++++ Materials provided

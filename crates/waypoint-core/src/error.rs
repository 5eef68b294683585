//! Handler error types.
//!
//! A [`HandlerError`] is what a handler, a middleware or a model resolver
//! returns to abandon the inbound phase. The kernel's boundary turns it into
//! a JSON body shaped by [`ErrorEnvelope`]:
//!
//! ```json
//! {"error":{"status":405,"code":"method_not_allowed","message":"..."},"request_id":"..."}
//! ```
//!
//! The variants follow where a request can fail on its way through the
//! router: no route or no bound model (404), a status picked by the code
//! that rejected the request, a resolver's backing service (502), the
//! request deadline (504), and everything unexpected (500).

use http::StatusCode;
use serde::{Deserialize, Serialize};
use thiserror::Error;

/// Result type alias using [`HandlerError`].
pub type HandlerResult<T> = Result<T, HandlerError>;

/// Failure raised during the inbound phase of a request.
///
/// # Example
///
/// ```
/// use http::StatusCode;
/// use waypoint_core::HandlerError;
///
/// fn require_token(token: Option<&str>) -> Result<&str, HandlerError> {
///     token.ok_or_else(|| HandlerError::with_status(StatusCode::UNAUTHORIZED, "login required"))
/// }
///
/// assert_eq!(require_token(None).unwrap_err().status_code(), StatusCode::UNAUTHORIZED);
/// ```
#[derive(Error, Debug)]
pub enum HandlerError {
    /// Nothing to serve: no route, or a bound parameter whose model is gone.
    #[error("{message}")]
    NotFound {
        /// Human-readable error message.
        message: String,
        /// The parameter whose model could not be resolved, with its raw value.
        model: Option<MissingBinding>,
    },

    /// Rejected with a status chosen by the caller (401, 405, 409, ...).
    #[error("{message}")]
    Status {
        /// The status to render.
        status: StatusCode,
        /// Human-readable error message.
        message: String,
    },

    /// A model resolver's backing service failed.
    #[error("{service}: {message}")]
    Upstream {
        /// The service the resolver talks to.
        service: String,
        /// Human-readable error message.
        message: String,
    },

    /// The request deadline elapsed before the pipeline produced a response.
    #[error("{message}")]
    Timeout {
        /// Human-readable error message.
        message: String,
    },

    /// Unexpected failure. The source is logged, never rendered.
    #[error("{message}")]
    Internal {
        /// Human-readable error message.
        message: String,
        /// The underlying error.
        #[source]
        source: Option<anyhow::Error>,
    },
}

/// A route parameter that resolved to no model.
#[derive(Debug, Clone, PartialEq, Eq, Serialize, Deserialize)]
pub struct MissingBinding {
    /// Parameter name.
    pub param: String,
    /// Raw value captured from the path or host.
    pub value: String,
}

impl HandlerError {
    /// A plain 404.
    #[must_use]
    pub fn not_found(message: impl Into<String>) -> Self {
        Self::NotFound {
            message: message.into(),
            model: None,
        }
    }

    /// A 404 for a bound parameter with no model behind its value.
    #[must_use]
    pub fn model_not_found(param: impl Into<String>, value: impl Into<String>) -> Self {
        let model = MissingBinding {
            param: param.into(),
            value: value.into(),
        };
        Self::NotFound {
            message: format!("no model bound to '{}' for value '{}'", model.param, model.value),
            model: Some(model),
        }
    }

    /// An error that renders with `status`.
    #[must_use]
    pub fn with_status(status: StatusCode, message: impl Into<String>) -> Self {
        Self::Status {
            status,
            message: message.into(),
        }
    }

    /// A resolver failure caused by `service`.
    #[must_use]
    pub fn upstream(service: impl Into<String>, message: impl Into<String>) -> Self {
        Self::Upstream {
            service: service.into(),
            message: message.into(),
        }
    }

    /// The request deadline elapsed.
    #[must_use]
    pub fn timeout(message: impl Into<String>) -> Self {
        Self::Timeout {
            message: message.into(),
        }
    }

    /// An unexpected failure.
    #[must_use]
    pub fn internal(message: impl Into<String>) -> Self {
        Self::Internal {
            message: message.into(),
            source: None,
        }
    }

    /// The status the boundary renders.
    #[must_use]
    pub const fn status_code(&self) -> StatusCode {
        match self {
            Self::NotFound { .. } => StatusCode::NOT_FOUND,
            Self::Status { status, .. } => *status,
            Self::Upstream { .. } => StatusCode::BAD_GATEWAY,
            Self::Timeout { .. } => StatusCode::GATEWAY_TIMEOUT,
            Self::Internal { .. } => StatusCode::INTERNAL_SERVER_ERROR,
        }
    }

    /// Returns true for errors that render as 5xx.
    #[must_use]
    pub fn is_server_error(&self) -> bool {
        self.status_code().is_server_error()
    }

    /// Machine-readable code: `model_not_found`, `deadline_exceeded`, or the
    /// snake-cased reason phrase of the status (`method_not_allowed`).
    #[must_use]
    pub fn code(&self) -> String {
        match self {
            Self::NotFound { model: Some(_), .. } => "model_not_found".to_owned(),
            Self::Timeout { .. } => "deadline_exceeded".to_owned(),
            Self::Upstream { .. } => "upstream_failed".to_owned(),
            other => reason_code(other.status_code()),
        }
    }

    /// The body rendered at the boundary.
    #[must_use]
    pub fn to_envelope(&self, request_id: Option<&str>) -> ErrorEnvelope {
        let (model, service) = match self {
            Self::NotFound { model, .. } => (model.clone(), None),
            Self::Upstream { service, .. } => (None, Some(service.clone())),
            _ => (None, None),
        };
        ErrorEnvelope {
            error: ErrorBody {
                status: self.status_code().as_u16(),
                code: self.code(),
                message: self.to_string(),
                model,
                service,
            },
            request_id: request_id.map(ToOwned::to_owned),
        }
    }
}

impl From<anyhow::Error> for HandlerError {
    fn from(source: anyhow::Error) -> Self {
        Self::Internal {
            message: "internal error".to_owned(),
            source: Some(source),
        }
    }
}

fn reason_code(status: StatusCode) -> String {
    status.canonical_reason().map_or_else(
        || format!("http_{}", status.as_u16()),
        |reason| {
            reason
                .chars()
                .filter_map(|c| match c {
                    ' ' | '-' => Some('_'),
                    c if c.is_ascii_alphanumeric() => Some(c.to_ascii_lowercase()),
                    _ => None,
                })
                .collect()
        },
    )
}

/// JSON body of an error response.
#[derive(Debug, Clone, Serialize, Deserialize)]
pub struct ErrorEnvelope {
    /// What went wrong.
    pub error: ErrorBody,
    /// Id of the request, echoed from the `x-request-id` response header.
    #[serde(skip_serializing_if = "Option::is_none")]
    pub request_id: Option<String>,
}

/// The `error` object of an [`ErrorEnvelope`].
#[derive(Debug, Clone, Serialize, Deserialize)]
pub struct ErrorBody {
    /// Numeric HTTP status.
    pub status: u16,
    /// Machine-readable code.
    pub code: String,
    /// Human-readable message.
    pub message: String,
    /// Set for `model_not_found`.
    #[serde(skip_serializing_if = "Option::is_none")]
    pub model: Option<MissingBinding>,
    /// Set for `upstream_failed`.
    #[serde(skip_serializing_if = "Option::is_none")]
    pub service: Option<String>,
}

#[cfg(test)]
mod tests {
    use super::*;

    #[test]
    fn test_method_not_allowed_code() {
        let error = HandlerError::with_status(StatusCode::METHOD_NOT_ALLOWED, "DELETE /users");
        assert_eq!(error.code(), "method_not_allowed");
        assert_eq!(error.to_envelope(None).error.status, 405);
        assert!(!error.is_server_error());
    }

    #[test]
    fn test_model_not_found_names_binding() {
        let envelope = HandlerError::model_not_found("user", "42").to_envelope(Some("req-1"));
        assert_eq!(envelope.error.code, "model_not_found");
        assert_eq!(
            envelope.error.model,
            Some(MissingBinding {
                param: "user".into(),
                value: "42".into()
            })
        );
        assert_eq!(envelope.request_id.as_deref(), Some("req-1"));
    }

    #[test]
    fn test_route_miss_has_no_model() {
        let envelope = HandlerError::not_found("GET /nowhere").to_envelope(None);
        assert_eq!(envelope.error.code, "not_found");

        let json = serde_json::to_value(&envelope).unwrap();
        assert!(json["error"].get("model").is_none());
        assert!(json.get("request_id").is_none());
    }

    #[test]
    fn test_upstream_reports_service() {
        let error = HandlerError::upstream("users", "connection reset");
        assert_eq!(error.status_code(), StatusCode::BAD_GATEWAY);
        assert_eq!(error.to_string(), "users: connection reset");
        assert_eq!(error.to_envelope(None).error.service.as_deref(), Some("users"));
    }

    #[test]
    fn test_deadline() {
        let error = HandlerError::timeout("request deadline exceeded");
        assert_eq!(error.status_code(), StatusCode::GATEWAY_TIMEOUT);
        assert_eq!(error.code(), "deadline_exceeded");
    }

    #[test]
    fn test_anyhow_source_stays_out_of_body() {
        let error: HandlerError = anyhow::anyhow!("pool exhausted at 10.0.0.3").into();
        assert!(error.is_server_error());
        assert!(std::error::Error::source(&error).is_some());

        let envelope = error.to_envelope(None);
        assert_eq!(envelope.error.code, "internal_server_error");
        assert!(!envelope.error.message.contains("10.0.0.3"));
    }

    #[test]
    fn test_nonstandard_status_code() {
        let status = StatusCode::from_u16(599).unwrap();
        assert_eq!(HandlerError::with_status(status, "odd").code(), "http_599");
    }
}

++++++++

Set down, word for word, each line from the top of the records above through the line with "Result type alias".

Answer below:
filename crates/waypoint-core/src/error.rs
repository 5eef68b294683585
//! Handler error types.
//!
//! A [`HandlerError`] is what a handler, a middleware or a model resolver
//! returns to abandon the inbound phase. The kernel's boundary turns it into
//! a JSON body shaped by [`ErrorEnvelope`]:
//!
//! ```json
//! {"error":{"status":405,"code":"method_not_allowed","message":"..."},"request_id":"..."}
//! ```
//!
//! The variants follow where a request can fail on its way through the
//! router: no route or no bound model (404), a status picked by the code
//! that rejected the request, a resolver's backing service (502), the
//! request deadline (504), and everything unexpected (500).

use http::StatusCode;
use serde::{Deserialize, Serialize};
use thiserror::Error;

/// Result type alias using [`HandlerError`].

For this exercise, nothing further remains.